Mataio moved closer, suddenly concerned. “Aunt, what are you doing?” He reached her just as she squeezed the last syringe of serum down the sink.
“No more, Mataio. No more. Leave my son alone.”
“Uso o lo’u tina—(my aunt—)”
“Get out.”
Seventeen
MATAIO
36 days to go
Mataio measured and remeasured close to a dozen times as he mixed the active ingredients and solvent before bringing the mixture to the boil. He checked his notes, re-did the formula calculations and kept his focus. When his mind wandered to his aunt’s words or Sunny’s situation, he willed it back, determined there would be no mistakes. He needed to be confident he had it right this time. No room for any doubt.
He worked through the night, slept only for twenty minutes at a time and spent the night observing, stirring, separating and monitoring. He poured the slurry into the dryer, the second last phase of the process and watched the particles sink through the cylinder a while—a hypnotic process.
He considered another short nap—there was nothing he could do now for several hours. He looked through the plastic sheeting that surrounded his work area to the single mattress on the floor. His sleeping bag lay half-zipped where he’d left it, the pillow still with no covering.
This warehouse had been cheap, large and out of the way enough that no-one would bother him, but it was never designed to be a residence—the upstairs unit had been for that. Downstairs was just a toilet and small basin in the corner. He showered and ate at work normally so there’d been no need for bathrooms or kitchens. The room had housed, in the throes of his experimentation over the past year, a dozen or so caged rats, then rabbits, all at varying stages of obesity. The animals were gone now but the cages remained, and he missed the occasional scamper, the crunch of them eating through the night.
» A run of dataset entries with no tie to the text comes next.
//! Report rendering.
//!
//! Both formats are pure functions of their inputs: the same snapshot, ticker
//! annotations and options always produce the same string. Failed slots never
//! abort rendering; the text format shows a placeholder and the structured
//! format keeps the error record.

mod structured;
mod text;

use crate::error::CoreError;
use crate::watchlist::{WatchlistConfig, DEFAULT_GROUP_LABEL};
use crate::{AggregateSnapshot, Symbol, TickerRecord};

pub use structured::render_structured;
pub use text::render_text;

#[derive(Debug, Clone, Copy, PartialEq, Eq, Default)]
pub enum ReportFormat {
    #[default]
    Text,
    Structured,
}

#[derive(Debug, Clone, PartialEq, Eq)]
pub struct RenderOptions {
    pub format: ReportFormat,
    /// Drops headline detail from the text report.
    pub brief: bool,
    pub spotlight: Option<Symbol>,
    pub group_label: String,
}

impl Default for RenderOptions {
    fn default() -> Self {
        Self {
            format: ReportFormat::Text,
            brief: false,
            spotlight: None,
            group_label: String::from(DEFAULT_GROUP_LABEL),
        }
    }
}

impl RenderOptions {
    /// Spotlight and group label taken from the watchlist.
    pub fn for_watchlist(config: &WatchlistConfig, format: ReportFormat, brief: bool) -> Self {
        Self {
            format,
            brief,
            spotlight: config.spotlight.clone(),
            group_label: config.group_label.clone(),
        }
    }
}

/// Renders `snapshot`, plus per-ticker sentiment when `tickers` is given.
///
/// Only the structured format can fail, and only on serialization.
pub fn render(
    snapshot: &AggregateSnapshot,
    tickers: Option<&[TickerRecord]>,
    options: &RenderOptions,
) -> Result<String, CoreError> {
    match options.format {
        ReportFormat::Text => Ok(render_text(snapshot, tickers, options)),
        ReportFormat::Structured => render_structured(snapshot, tickers),
    }
}
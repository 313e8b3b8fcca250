//! File-backed read-through cache keyed by source and hour bucket.
//!
//! Each entry lives at `<dir>/<key>-<bucket>.json`, where `bucket` is the
//! entry's unix-millisecond timestamp truncated to the hour. A lookup only
//! sees entries from the current bucket, which gives a one-hour TTL without
//! any expiry bookkeeping. Unreadable or corrupted files are misses.

use std::path::{Path, PathBuf};

use serde::de::DeserializeOwned;
use serde::Serialize;
use tracing::{debug, warn};

use crate::UtcDateTime;

const BUCKET_MS: i128 = 3_600_000;

/// How a run interacts with the cache.
#[derive(Debug, Clone, Copy, PartialEq, Eq, Default)]
pub enum CacheMode {
    /// Read a current-hour entry if present; write fresh data back. (Default)
    #[default]
    Use,
    /// Skip reads but write fresh data back.
    Refresh,
    /// Neither read nor write.
    Bypass,
}

impl CacheMode {
    pub const fn reads(self) -> bool {
        matches!(self, Self::Use)
    }

    pub const fn writes(self) -> bool {
        !matches!(self, Self::Bypass)
    }
}

#[derive(Debug, Clone)]
pub struct CacheStore {
    dir: PathBuf,
    mode: CacheMode,
}

impl CacheStore {
    pub fn new(dir: impl Into<PathBuf>, mode: CacheMode) -> Self {
        Self {
            dir: dir.into(),
            mode,
        }
    }

    pub fn dir(&self) -> &Path {
        &self.dir
    }

    pub const fn mode(&self) -> CacheMode {
        self.mode
    }

    /// Hour bucket containing `at`, in unix milliseconds.
    pub fn bucket(at: UtcDateTime) -> i128 {
        let millis = at.unix_millis();
        millis - millis.rem_euclid(BUCKET_MS)
    }

    pub fn entry_path(&self, key: &str, at: UtcDateTime) -> PathBuf {
        self.dir
            .join(format!("{}-{}.json", sanitize_key(key), Self::bucket(at)))
    }

    pub async fn get<T>(&self, key: &str, at: UtcDateTime) -> Option<T>
    where
        T: DeserializeOwned,
    {
        if !self.mode.reads() {
            return None;
        }

        let path = self.entry_path(key, at);
        let raw = match tokio::fs::read_to_string(&path).await {
            Ok(raw) => raw,
            Err(error) => {
                debug!(key, path = %path.display(), %error, "cache miss");
                return None;
            }
        };

        match serde_json::from_str(&raw) {
            Ok(value) => {
                debug!(key, path = %path.display(), "cache hit");
                Some(value)
            }
            Err(error) => {
                debug!(key, path = %path.display(), %error, "corrupted cache entry treated as miss");
                None
            }
        }
    }

    /// Writes `value` for the bucket containing `at`. Failures are logged, never returned.
    pub async fn put<T>(&self, key: &str, at: UtcDateTime, value: &T)
    where
        T: Serialize + ?Sized,
    {
        if !self.mode.writes() {
            return;
        }

        let path = self.entry_path(key, at);
        let payload = match serde_json::to_string_pretty(value) {
            Ok(payload) => payload,
            Err(error) => {
                warn!(key, %error, "failed to serialize cache entry");
                return;
            }
        };

        if let Err(error) = tokio::fs::create_dir_all(&self.dir).await {
            warn!(dir = %self.dir.display(), %error, "failed to create cache directory");
            return;
        }
        if let Err(error) = tokio::fs::write(&path, payload).await {
            warn!(path = %path.display(), %error, "failed to write cache entry");
        }
    }
}

/// Keeps keys to one path segment.
fn sanitize_key(key: &str) -> String {
    key.chars()
        .map(|ch| {
            if ch.is_ascii_alphanumeric() || matches!(ch, '-' | '_' | '.') {
                ch
            } else {
                '_'
            }
        })
        .collect()
}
The room was quiet now, except for Sunny’s movement upstairs. He stretched out on the bed and turned his mind away from all the thoughts that threatened to defeat him.
Only five weeks to go.
He’d decided some time ago he would keep The Rules, even when he was free to let them go. He liked his life now. He liked his own company, and the idea of socialising or sharing a home terrified him. He accepted he’d missed the chance to learn how to be a part of another person’s life and doubted he’d ever want to try. He didn’t feel regret or loss. He didn’t feel much of anything. And who could deny the success he’d become professionally? No way he would be a doctor now if The Rules hadn’t
come into his life at fifteen.
Mataio rolled onto his side and considered the jobs he might have been doing—a past-time he often indulged in before sleep. He’d be working a dead-end job as someone’s hand, maybe even still working fast food restaurants or labouring somewhere. He doubted he’d have finished school. At fifteen he’d only been interested in surviving to make enough money to enjoy himself. Life had been for living in the moment. He could still remember the feeling of excitement that something big was coming. A whole life to be lived that was his. Where his father had no influence and where he didn’t have to feel indebted to his aunt and uncle day and night. A weight would be lifted when he turned eighteen and could take responsibility for himself. How funny to think that could have been his life.
Thirty-six days to go—the day would be here soon enough, but he felt no anticipation or excitement about having his life back or the changes ahead.
He reached under the mattress for the worn note pad and pulled the pen from the spiral binding. On the top of a blank sheet he wrote the month and year, then spent the next twenty minutes listing how he’d complied with The Rules under ten separate headings. Rule No. 2 Protect the Family had been easy to fill with a clear conscious this month. Others, like Rule No 3. No Pleasure, a little harder. Eating his aunt’s food had been necessary, but he ate as little as possible. Rule No. 5 Never Tell once again, the easiest to follow. With no friends, there were no questions. Rule No. 7 No Sex. There was no-one he’d had to reject this month. No feelings to hurt. He simply wrote, ‘none’ beside the number.
Once finished, he felt around under the mattress for an envelope, addressed it and sat it beside his bed to post tomorrow. He pushed the note pad away, closed his eyes and felt his body release to sleep.